▶ **Data for this task**:
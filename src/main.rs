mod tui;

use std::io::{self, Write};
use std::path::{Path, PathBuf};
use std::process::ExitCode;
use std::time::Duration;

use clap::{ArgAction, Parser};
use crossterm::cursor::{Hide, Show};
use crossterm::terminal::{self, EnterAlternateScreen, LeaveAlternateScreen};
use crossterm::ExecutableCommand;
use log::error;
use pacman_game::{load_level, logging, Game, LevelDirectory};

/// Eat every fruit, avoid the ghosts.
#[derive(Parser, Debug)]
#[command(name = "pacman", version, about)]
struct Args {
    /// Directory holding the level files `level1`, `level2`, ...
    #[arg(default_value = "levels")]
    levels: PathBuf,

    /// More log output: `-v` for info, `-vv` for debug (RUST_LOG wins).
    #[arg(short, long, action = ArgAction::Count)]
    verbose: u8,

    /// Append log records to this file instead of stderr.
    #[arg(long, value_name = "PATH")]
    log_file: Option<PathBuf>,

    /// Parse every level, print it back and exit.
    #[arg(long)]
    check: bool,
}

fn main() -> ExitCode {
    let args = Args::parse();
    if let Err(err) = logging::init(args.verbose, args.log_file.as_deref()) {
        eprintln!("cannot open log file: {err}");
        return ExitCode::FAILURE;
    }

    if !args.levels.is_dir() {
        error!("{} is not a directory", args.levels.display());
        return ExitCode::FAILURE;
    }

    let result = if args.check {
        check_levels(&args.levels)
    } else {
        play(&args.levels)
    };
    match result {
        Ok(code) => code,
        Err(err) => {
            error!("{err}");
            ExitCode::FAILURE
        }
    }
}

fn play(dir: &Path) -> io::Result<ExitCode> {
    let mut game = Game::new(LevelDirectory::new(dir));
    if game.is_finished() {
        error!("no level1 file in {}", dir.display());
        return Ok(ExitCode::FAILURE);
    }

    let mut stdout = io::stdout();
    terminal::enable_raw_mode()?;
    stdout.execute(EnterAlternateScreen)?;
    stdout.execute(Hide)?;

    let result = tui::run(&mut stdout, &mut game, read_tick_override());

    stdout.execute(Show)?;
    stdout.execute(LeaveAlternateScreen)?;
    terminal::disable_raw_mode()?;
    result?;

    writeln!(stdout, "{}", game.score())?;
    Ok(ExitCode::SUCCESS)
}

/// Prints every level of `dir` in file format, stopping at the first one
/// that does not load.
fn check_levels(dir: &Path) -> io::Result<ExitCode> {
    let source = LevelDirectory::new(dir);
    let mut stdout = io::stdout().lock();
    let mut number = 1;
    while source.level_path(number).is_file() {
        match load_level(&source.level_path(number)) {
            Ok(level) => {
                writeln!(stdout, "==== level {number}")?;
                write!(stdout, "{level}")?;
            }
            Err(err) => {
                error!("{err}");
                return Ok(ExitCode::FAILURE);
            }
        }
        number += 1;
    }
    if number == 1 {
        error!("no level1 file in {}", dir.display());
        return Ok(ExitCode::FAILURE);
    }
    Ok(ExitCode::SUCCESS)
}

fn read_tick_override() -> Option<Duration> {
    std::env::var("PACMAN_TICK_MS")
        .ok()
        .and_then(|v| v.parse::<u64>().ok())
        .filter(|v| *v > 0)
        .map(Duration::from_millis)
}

▶ **Problem requirements**:
Given the word "number", show every line of the records that contains it.

▶ **Exercise answer**:
    let mut number = 1;
    while source.level_path(number).is_file() {
        match load_level(&source.level_path(number)) {
                writeln!(stdout, "==== level {number}")?;
        number += 1;
    if number == 1 {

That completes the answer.